▶ _EXERCISE_
With the material below, print exactly the lines between the line holding "use dashmap::DashMap;" and the line holding "pub async fn claim(monitor: &Monitor)", inclusive. Add nothing else.

§ §

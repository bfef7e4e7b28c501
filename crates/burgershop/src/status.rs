//! Shop status types for operators.

use serde::{Deserialize, Serialize};

use crate::pool::PoolSnapshot;

/// Lifecycle state of the shop.
#[derive(Debug, Clone, Copy, Default, PartialEq, Eq, Serialize, Deserialize)]
#[serde(rename_all = "SCREAMING_SNAKE_CASE")]
pub enum ShopHealth {
    /// Built but the kitchen has not opened yet
    #[default]
    Starting,
    /// Chefs cooking, customers served
    Open,
    /// Quota consumed, every order is turned away
    SoldOut,
}

/// Point-in-time view of the shop. Read-only: nothing decides anything on it.
#[derive(Debug, Clone, Serialize)]
pub struct ShopStatus {
    pub health: ShopHealth,
    #[serde(flatten)]
    pub pool: PoolSnapshot,
    pub chefs: usize,
    pub active_sessions: usize,
    /// When the kitchen opened (RFC 3339).
    #[serde(skip_serializing_if = "Option::is_none")]
    pub opened_at: Option<String>,
    /// When the last burger was served (RFC 3339).
    #[serde(skip_serializing_if = "Option::is_none")]
    pub sold_out_at: Option<String>,
    pub version: &'static str,
}

impl ShopStatus {
    pub fn is_sold_out(&self) -> bool {
        self.health == ShopHealth::SoldOut
    }

    /// One-line human summary.
    pub fn summary(&self) -> String {
        format!(
            "{:?}: {}/{} prepared, {}/{} served, {} on the pass, {} customers connected",
            self.health,
            self.pool.produced,
            self.pool.quota,
            self.pool.consumed,
            self.pool.quota,
            self.pool.on_the_pass(),
            self.active_sessions
        )
    }
}

#[cfg(test)]
mod tests {
    use super::*;

    #[test]
    fn health_default_is_starting() {
        assert_eq!(ShopHealth::default(), ShopHealth::Starting);
    }

    #[test]
    fn health_serializes_screaming_snake_case() {
        insta::assert_json_snapshot!(
            "shop_health_all_variants",
            [ShopHealth::Starting, ShopHealth::Open, ShopHealth::SoldOut]
        );
    }

    #[test]
    fn health_deserializes_screaming_snake_case() {
        assert_eq!(
            serde_json::from_str::<ShopHealth>("\"SOLD_OUT\"").unwrap(),
            ShopHealth::SoldOut
        );
    }

    #[test]
    fn status_flattens_counters() {
        let status = ShopStatus {
            health: ShopHealth::Open,
            pool: PoolSnapshot {
                quota: 10,
                produced: 4,
                consumed: 3,
                running: true,
            },
            chefs: 2,
            active_sessions: 1,
            opened_at: None,
            sold_out_at: None,
            version: "0.1.0",
        };

        let json = serde_json::to_value(&status).unwrap();
        assert_eq!(json["health"], "OPEN");
        assert_eq!(json["produced"], 4);
        assert_eq!(json["consumed"], 3);
        assert!(json.get("opened_at").is_none());

        assert_eq!(
            status.summary(),
            "Open: 4/10 prepared, 3/10 served, 1 on the pass, 1 customers connected"
        );
        assert!(!status.is_sold_out());
    }
}
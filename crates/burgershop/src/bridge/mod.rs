//! Wire layer between customers and the shop.
//!
//! - **protocol**: request/response message types and session ids
//! - **codec**: newline-delimited JSON framing for AsyncRead/AsyncWrite

pub mod codec;
pub mod protocol;
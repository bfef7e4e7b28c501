//! Transport layer for the shop.
//!
//! Currently provides a TCP transport speaking newline-delimited JSON.

pub mod tcp;

pub use tcp::{run, serve, shutdown_signal};
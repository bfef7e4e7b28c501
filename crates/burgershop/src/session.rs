//! Customer sessions: the consumers.
//!
//! A session answers each order with exactly one response. Claiming happens
//! under the monitor lock; the network send happens after the lock is gone.
//! While an order waits for a burger the session keeps watching its connection
//! so a customer who walks away mid-wait simply vanishes without being served.

use std::io;
use std::sync::Arc;

use chrono::{DateTime, Utc};
use dashmap::DashMap;
use futures::{SinkExt, StreamExt};
use serde::Serialize;
use tokio::io::{AsyncRead, AsyncWrite};
use tokio_util::codec::{FramedRead, FramedWrite};
use tracing::{debug, info};

use crate::bridge::codec::JsonLinesCodec;
use crate::bridge::protocol::{SessionId, ShopRequest, ShopResponse};
use crate::monitor::Monitor;
use crate::pool::Grant;

/// Outcome of one claim attempt against the pool.
#[derive(Debug, Clone, Copy, PartialEq, Eq)]
pub enum Claim {
    Granted(Grant),
    Closed,
}

/// Claim one burger, waiting for the chefs if none is on the pass.
///
/// The full predicate is re-checked under the lock after every wakeup. The
/// session that takes the last burger closes the shop and broadcasts before
/// the lock is released.
pub async fn claim(monitor: &Monitor) -> Claim {
    let mut pool = monitor.lock().await;
    loop {
        if !pool.is_running() {
            return Claim::Closed;
        }
        if let Some(grant) = pool.try_consume() {
            if grant.sold_out {
                monitor.close_shop();
            }
            return Claim::Granted(grant);
        }
        pool = monitor.wait_for_availability(pool).await;
    }
}

#[derive(Debug, thiserror::Error)]
pub enum SessionError {
    #[error("transport failure: {0}")]
    Io(#[from] io::Error),
    #[error("customer sent another order while one was in flight")]
    Pipelined,
}

/// Why a session ended normally.
#[derive(Debug, Clone, Copy, PartialEq, Eq)]
pub enum SessionEnd {
    /// `NoMoreBurgers` was sent.
    ShopClosed,
    /// This session received the last burger of the quota, or its own
    /// servings reached the quota.
    LastBurger,
    /// The customer disconnected. `waiting` is set when an order was still
    /// waiting for a burger; nothing was consumed for it.
    CustomerLeft { waiting: bool },
}

/// Live record of a connected session.
#[derive(Debug, Clone, Serialize)]
pub struct SessionRecord {
    pub connected_at: DateTime<Utc>,
    pub served: u64,
}

/// Connected sessions, for status reporting only.
#[derive(Default)]
pub struct SessionRegistry {
    sessions: DashMap<SessionId, SessionRecord>,
}

impl SessionRegistry {
    pub fn new() -> Self {
        Self::default()
    }

    pub fn register(self: &Arc<Self>, id: SessionId) -> Registration {
        self.sessions.insert(
            id,
            SessionRecord {
                connected_at: Utc::now(),
                served: 0,
            },
        );
        Registration {
            id,
            registry: Arc::clone(self),
        }
    }

    pub fn active(&self) -> usize {
        self.sessions.len()
    }

    pub fn get(&self, id: &SessionId) -> Option<SessionRecord> {
        self.sessions.get(id).map(|r| r.value().clone())
    }
}

/// Keeps a session listed in the registry; removes it on drop.
pub struct Registration {
    id: SessionId,
    registry: Arc<SessionRegistry>,
}

impl Registration {
    fn record_served(&self, served: u64) {
        if let Some(mut record) = self.registry.sessions.get_mut(&self.id) {
            record.served = served;
        }
    }
}

impl Drop for Registration {
    fn drop(&mut self) {
        self.registry.sessions.remove(&self.id);
    }
}

/// One customer's conversation with the shop.
pub struct Session {
    id: SessionId,
    monitor: Arc<Monitor>,
    served: u64,
    finished: bool,
    registration: Option<Registration>,
}

impl Session {
    pub fn new(monitor: Arc<Monitor>) -> Self {
        Self {
            id: SessionId::new(),
            monitor,
            served: 0,
            finished: false,
            registration: None,
        }
    }

    /// Attach a registry entry so the session shows up in status reports.
    pub fn with_registry(mut self, registry: &Arc<SessionRegistry>) -> Self {
        self.registration = Some(registry.register(self.id));
        self
    }

    pub fn id(&self) -> SessionId {
        self.id
    }

    /// Burgers served to this session so far.
    pub fn served(&self) -> u64 {
        self.served
    }

    /// No further orders will be processed.
    pub fn is_finished(&self) -> bool {
        self.finished
    }

    /// Answer one order.
    pub async fn take_order(&mut self) -> ShopResponse {
        match claim(&self.monitor).await {
            Claim::Granted(grant) => {
                self.served += 1;
                if let Some(registration) = &self.registration {
                    registration.record_served(self.served);
                }
                info!(
                    session = %self.id,
                    burger = grant.number,
                    remaining = grant.remaining,
                    "Served burger #{} to client. {} burgers left to serve",
                    grant.number,
                    grant.remaining
                );
                if grant.sold_out || self.served >= self.monitor.quota() {
                    self.finished = true;
                }
                grant.into()
            }
            Claim::Closed => {
                debug!(session = %self.id, "Customer denied, no more burgers");
                self.finished = true;
                ShopResponse::NoMoreBurgers
            }
        }
    }

    /// Drive the session over a byte stream until it ends.
    pub async fn serve<R, W>(mut self, reader: R, writer: W) -> Result<SessionEnd, SessionError>
    where
        R: AsyncRead + Unpin,
        W: AsyncWrite + Unpin,
    {
        let mut requests = FramedRead::new(reader, JsonLinesCodec::<ShopRequest>::new());
        let mut responses = FramedWrite::new(writer, JsonLinesCodec::<ShopResponse>::new());

        debug!(session = %self.id, "Session started");

        loop {
            let request = match requests.next().await {
                Some(request) => request?,
                None => {
                    debug!(
                        session = %self.id,
                        served = self.served,
                        "Client disconnected, order done"
                    );
                    return Ok(SessionEnd::CustomerLeft { waiting: false });
                }
            };

            match request {
                ShopRequest::Order => {}
            }

            let response = tokio::select! {
                biased;
                response = self.take_order() => response,
                next = requests.next() => {
                    return match next {
                        None => {
                            debug!(session = %self.id, "Client left while waiting for a burger");
                            Ok(SessionEnd::CustomerLeft { waiting: true })
                        }
                        Some(Ok(_)) => Err(SessionError::Pipelined),
                        Some(Err(e)) => Err(e.into()),
                    };
                }
            };

            let terminal = response.is_terminal();
            responses.send(response).await?;

            if terminal {
                return Ok(SessionEnd::ShopClosed);
            }
            if self.finished {
                debug!(
                    session = %self.id,
                    served = self.served,
                    "Last burger served, ending session"
                );
                return Ok(SessionEnd::LastBurger);
            }
        }
    }
}
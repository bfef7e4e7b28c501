//! Wire protocol types.
//!
//! One JSON object per line. A customer sends `{"type":"order"}` and waits for
//! exactly one reply before ordering again. `no_more_burgers` is always the
//! last message a session sends.

use serde::{Deserialize, Serialize};

use crate::pool::Grant;

/// Identifier for one customer connection, used for log correlation.
#[derive(Debug, Clone, Copy, PartialEq, Eq, Hash, Serialize, Deserialize)]
#[serde(transparent)]
pub struct SessionId(uuid::Uuid);

impl SessionId {
    pub fn new() -> Self {
        Self(uuid::Uuid::new_v4())
    }

    pub fn as_uuid(&self) -> &uuid::Uuid {
        &self.0
    }
}

impl Default for SessionId {
    fn default() -> Self {
        Self::new()
    }
}

impl std::fmt::Display for SessionId {
    fn fmt(&self, f: &mut std::fmt::Formatter<'_>) -> std::fmt::Result {
        write!(f, "{}", self.0)
    }
}

/// Messages from customer to shop.
#[derive(Debug, Clone, PartialEq, Eq, Serialize, Deserialize)]
#[serde(tag = "type", rename_all = "snake_case")]
pub enum ShopRequest {
    Order,
}

/// Messages from shop to customer.
#[derive(Debug, Clone, PartialEq, Eq, Serialize, Deserialize)]
#[serde(tag = "type", rename_all = "snake_case")]
pub enum ShopResponse {
    BurgerServed {
        /// 1-based serving index across the whole shop.
        burger: u64,
        /// Burgers left to serve after this one.
        remaining: u64,
    },
    /// The shop sold out. Terminal.
    NoMoreBurgers,
}

impl ShopResponse {
    pub fn is_terminal(&self) -> bool {
        matches!(self, ShopResponse::NoMoreBurgers)
    }
}

impl From<Grant> for ShopResponse {
    fn from(grant: Grant) -> Self {
        ShopResponse::BurgerServed {
            burger: grant.number,
            remaining: grant.remaining,
        }
    }
}
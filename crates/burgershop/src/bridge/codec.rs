//! Framed codec for shop messages.
//!
//! Uses LinesCodec for framing + serde_json for serialization, so a session can
//! be driven by hand with `nc`. Works over any AsyncRead/AsyncWrite.

use std::io;
use std::marker::PhantomData;

use serde::{Serialize, de::DeserializeOwned};
use tokio_util::bytes::BytesMut;
use tokio_util::codec::{Decoder, Encoder, LinesCodec, LinesCodecError};

/// Longest accepted line. Shop messages are tiny; anything bigger is garbage.
pub const MAX_LINE_LENGTH: usize = 8 * 1024;

/// Codec that frames messages as newline-terminated JSON.
pub struct JsonLinesCodec<T> {
    inner: LinesCodec,
    _phantom: PhantomData<T>,
}

impl<T> Default for JsonLinesCodec<T> {
    fn default() -> Self {
        Self::new()
    }
}

impl<T> JsonLinesCodec<T> {
    pub fn new() -> Self {
        Self {
            inner: LinesCodec::new_with_max_length(MAX_LINE_LENGTH),
            _phantom: PhantomData,
        }
    }
}

fn into_io(e: LinesCodecError) -> io::Error {
    match e {
        LinesCodecError::Io(e) => e,
        other => io::Error::new(io::ErrorKind::InvalidData, other),
    }
}

fn parse<T: DeserializeOwned>(line: &str) -> io::Result<T> {
    serde_json::from_str(line).map_err(|e| io::Error::new(io::ErrorKind::InvalidData, e))
}

impl<T: DeserializeOwned> Decoder for JsonLinesCodec<T> {
    type Item = T;
    type Error = io::Error;

    fn decode(&mut self, src: &mut BytesMut) -> Result<Option<Self::Item>, Self::Error> {
        loop {
            match self.inner.decode(src).map_err(into_io)? {
                Some(line) if line.trim().is_empty() => continue,
                Some(line) => return parse(line.trim()).map(Some),
                None => return Ok(None),
            }
        }
    }

    fn decode_eof(&mut self, src: &mut BytesMut) -> Result<Option<Self::Item>, Self::Error> {
        loop {
            match self.inner.decode_eof(src).map_err(into_io)? {
                Some(line) if line.trim().is_empty() => continue,
                Some(line) => return parse(line.trim()).map(Some),
                None => return Ok(None),
            }
        }
    }
}

impl<T: Serialize> Encoder<T> for JsonLinesCodec<T> {
    type Error = io::Error;

    fn encode(&mut self, item: T, dst: &mut BytesMut) -> Result<(), Self::Error> {
        let json = serde_json::to_string(&item)
            .map_err(|e| io::Error::new(io::ErrorKind::InvalidData, e))?;
        tracing::trace!(json_size_bytes = json.len(), "Encoding frame");
        self.inner.encode(json, dst).map_err(into_io)
    }
}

§ §

▶ _RESPONSE_
use dashmap::DashMap;
use futures::{SinkExt, StreamExt};
use serde::Serialize;
use tokio::io::{AsyncRead, AsyncWrite};
use tokio_util::codec::{FramedRead, FramedWrite};
use tracing::{debug, info};

use crate::bridge::codec::JsonLinesCodec;
use crate::bridge::protocol::{SessionId, ShopRequest, ShopResponse};
use crate::monitor::Monitor;
use crate::pool::Grant;

/// Outcome of one claim attempt against the pool.
#[derive(Debug, Clone, Copy, PartialEq, Eq)]
pub enum Claim {
    Granted(Grant),
    Closed,
}

/// Claim one burger, waiting for the chefs if none is on the pass.
///
/// The full predicate is re-checked under the lock after every wakeup. The
/// session that takes the last burger closes the shop and broadcasts before
/// the lock is released.
pub async fn claim(monitor: &Monitor) -> Claim {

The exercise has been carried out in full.